## [REQUIRED WORK]
Review the material and extract every line in which the word "same" occurs.
** Opening SUPPLIED INFORMATION block **
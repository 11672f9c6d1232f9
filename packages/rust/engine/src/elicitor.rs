//! Bill-of-materials elicitation.
//!
//! Asks the oracle for a node's direct components over a bounded chat loop,
//! verifies the compiled list with an independent second pass, and persists
//! the survivors as child nodes in one transactional batch.

use std::collections::BTreeMap;

use carbonbom_shared::{BomItem, EngineConfig, Node, NodeStatus, ProgressFlag, Result};
use carbonbom_store::NodeStore;
use carbonbom_oracle::{ChatMessage, ElicitRequest, Oracle, parser};
use tracing::{debug, info, instrument, warn};

use crate::EngineProgress;

/// Fixed follow-up prompt for incomplete listings.
const FOLLOW_UP_PROMPT: &str = "Continue the bill of materials from where you stopped. \
     Keep the same numbering, do not repeat items you already listed, and end with DONE \
     when the list is complete.";

/// Elicit the direct components of `parent`, verify them, and persist them
/// as tier `parent.tier + 1` children. Returns the created children.
///
/// Any oracle or parse failure before the batch insert leaves the tree
/// untouched: zero children are created on error.
#[instrument(skip_all, fields(node_id = %parent.id, tier = parent.tier))]
pub async fn elicit_children(
    store: &NodeStore,
    oracle: &dyn Oracle,
    config: &EngineConfig,
    parent: &Node,
    progress: &dyn EngineProgress,
) -> Result<Vec<Node>> {
    let peers: Vec<Node> = store
        .nodes_at_tier(parent.tree_id, parent.tier)
        .await?
        .into_iter()
        .filter(|n| n.id != parent.id)
        .collect();

    progress.phase("Eliciting bill of materials");
    let (items, transcript) = run_chat_loop(
        oracle,
        &config.primary_model,
        build_bom_prompt(parent, &peers),
        config.max_follow_ups,
        progress,
    )
    .await?;

    progress.phase("Verifying bill of materials");
    let items = verify_items(oracle, &config.primary_model, items, &transcript).await;

    let children: Vec<Node> = items
        .values()
        .filter(|item| !item.name.eq_ignore_ascii_case("n/a"))
        .map(|item| Node::child_of(parent, item))
        .collect();

    store.insert_children_batch(&children).await?;
    store
        .set_flag(parent.id, ProgressFlag::Decomposition)
        .await?;
    store.set_status(parent.id, NodeStatus::Decomposed).await?;

    info!(children = children.len(), "elicitation complete");
    Ok(children)
}

/// Build the opening prompt: the node itself, its ancestry, and its
/// already-known siblings so the oracle does not re-list them.
fn build_bom_prompt(parent: &Node, peers: &[Node]) -> String {
    let mut prompt = format!(
        "List the direct bill of materials of the following component, one tier down only.\n\
         Component: {}\n\
         Context chain: {}\n",
        parent.name, parent.chain_summary
    );
    if let (Some(mass), Some(unit)) = (parent.mass, parent.mass_unit) {
        prompt.push_str(&format!("Total mass: {mass}{}\n", unit.as_str()));
    }
    if let Some(supplier) = &parent.supplier_name {
        prompt.push_str(&format!("Made by: {supplier}\n"));
    }
    if let Some(description) = &parent.description {
        prompt.push_str(&format!("Description: {description}\n"));
    }

    if !peers.is_empty() {
        prompt.push_str("\nSibling components already known at this level (do not list these):\n");
        for peer in peers {
            let mass = peer
                .mass_grams()
                .map(|g| format!(", {g}g"))
                .unwrap_or_default();
            let supplier = peer
                .supplier_name
                .as_deref()
                .map(|s| format!(", supplied by {s}"))
                .unwrap_or_default();
            prompt.push_str(&format!("- {}{mass}{supplier}\n", peer.name));
        }
    }

    prompt.push_str(
        "\nAnswer with one numbered field group per item:\n\
         *item_N_name: <component name>\n\
         *item_N_supplier: <supplier or N/A>\n\
         *item_N_description: <one line or N/A>\n\
         *item_N_mass: <number or N/A>\n\
         *item_N_unit: <g|kg|mg|t|lb|oz or N/A>\n\
         End your reply with DONE when the list is complete, or GO_AGAIN if you \
         have more items to add.",
    );
    prompt
}

/// Run the bounded elicitation chat loop.
///
/// The loop ends when a reply carries the DONE marker and introduced no new
/// indexed items, or after `max_follow_ups` follow-up turns.
async fn run_chat_loop(
    oracle: &dyn Oracle,
    model: &str,
    initial_prompt: String,
    max_follow_ups: u32,
    progress: &dyn EngineProgress,
) -> Result<(BTreeMap<u32, BomItem>, Vec<ChatMessage>)> {
    let mut messages = vec![ChatMessage::user(initial_prompt)];
    let mut items: BTreeMap<u32, BomItem> = BTreeMap::new();
    let max_turns = max_follow_ups as usize + 1;

    for turn in 1..=max_turns {
        let reply = oracle
            .elicit(ElicitRequest {
                model: model.to_string(),
                messages: messages.clone(),
            })
            .await?;
        messages.push(ChatMessage::assistant(reply.text.clone()));

        let mut new_this_turn = 0usize;
        for item in parser::parse_bom(&reply.text)? {
            if !items.contains_key(&item.index) {
                new_this_turn += 1;
            }
            items.insert(item.index, item);
        }

        let distinct = distinct_name_count(&items);
        progress.task_progress(turn, max_turns, &format!("{distinct} distinct items"));
        debug!(turn, new_this_turn, distinct, "elicitation turn complete");

        let finished =
            parser::has_done_marker(&reply.text) && new_this_turn == 0 && !reply.is_incomplete;
        if finished {
            break;
        }
        if turn == max_turns {
            warn!(max_follow_ups, "elicitation hit the follow-up limit");
            break;
        }
        messages.push(ChatMessage::user(FOLLOW_UP_PROMPT));
    }

    Ok((items, messages))
}

fn distinct_name_count(items: &BTreeMap<u32, BomItem>) -> usize {
    let mut names: Vec<String> = items
        .values()
        .map(|i| i.name.trim().to_lowercase())
        .collect();
    names.sort();
    names.dedup();
    names.len()
}

/// Independent verification pass over the compiled list.
///
/// Corrections are keyed strictly by item index: a correction overwrites
/// the fields it mentions, a name of `N/A` deletes the item, and items the
/// verifier does not mention are kept as-is. Corrections naming an index
/// the elicitor never assigned are ignored — the verifier can remove and
/// amend items, never add them. A verifier failure degrades to the
/// unverified list.
async fn verify_items(
    oracle: &dyn Oracle,
    model: &str,
    mut items: BTreeMap<u32, BomItem>,
    transcript: &[ChatMessage],
) -> BTreeMap<u32, BomItem> {
    if items.is_empty() {
        return items;
    }

    let mut messages = transcript.to_vec();
    messages.push(ChatMessage::user(build_verification_prompt(&items)));

    let reply = match oracle
        .elicit(ElicitRequest {
            model: model.to_string(),
            messages,
        })
        .await
    {
        Ok(reply) => reply,
        Err(e) => {
            warn!(error = %e, "verification call failed, keeping unverified list");
            return items;
        }
    };

    let corrections = match parser::parse_bom(&reply.text) {
        Ok(corrections) => corrections,
        Err(e) => {
            warn!(error = %e, "unparsable verification reply, keeping unverified list");
            return items;
        }
    };

    for correction in corrections {
        if correction.name.eq_ignore_ascii_case("n/a") {
            if items.remove(&correction.index).is_some() {
                debug!(index = correction.index, "verifier removed item");
            }
            continue;
        }
        match items.get_mut(&correction.index) {
            Some(item) => {
                item.name = correction.name;
                if correction.supplier.is_some() {
                    item.supplier = correction.supplier;
                }
                if correction.description.is_some() {
                    item.description = correction.description;
                }
                if correction.mass.is_some() {
                    item.mass = correction.mass;
                }
                if correction.unit.is_some() {
                    item.unit = correction.unit;
                }
            }
            None => {
                warn!(index = correction.index, "verifier referenced an unlisted index, ignoring");
            }
        }
    }

    items
}

fn build_verification_prompt(items: &BTreeMap<u32, BomItem>) -> String {
    let mut prompt = String::from(
        "Fact-check the bill of materials you produced. Here is the compiled list:\n",
    );
    for item in items.values() {
        prompt.push_str(&format!(
            "{}. {} (supplier: {})\n",
            item.index,
            item.name,
            item.supplier.as_deref().unwrap_or("N/A")
        ));
    }
    prompt.push_str(
        "\nReply ONLY with corrections, using the same *item_N_field format and the \
         same index numbers. To remove a wrong item, answer *item_N_name: N/A. \
         If the list is correct, reply DONE.",
    );
    prompt
}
** Closing SUPPLIED INFORMATION block **
## [EXERCISE RESULT]
     Keep the same numbering, do not repeat items you already listed, and end with DONE \
        "\nReply ONLY with corrections, using the same *item_N_field format and the \
         same index numbers. To remove a wrong item, answer *item_N_name: N/A. \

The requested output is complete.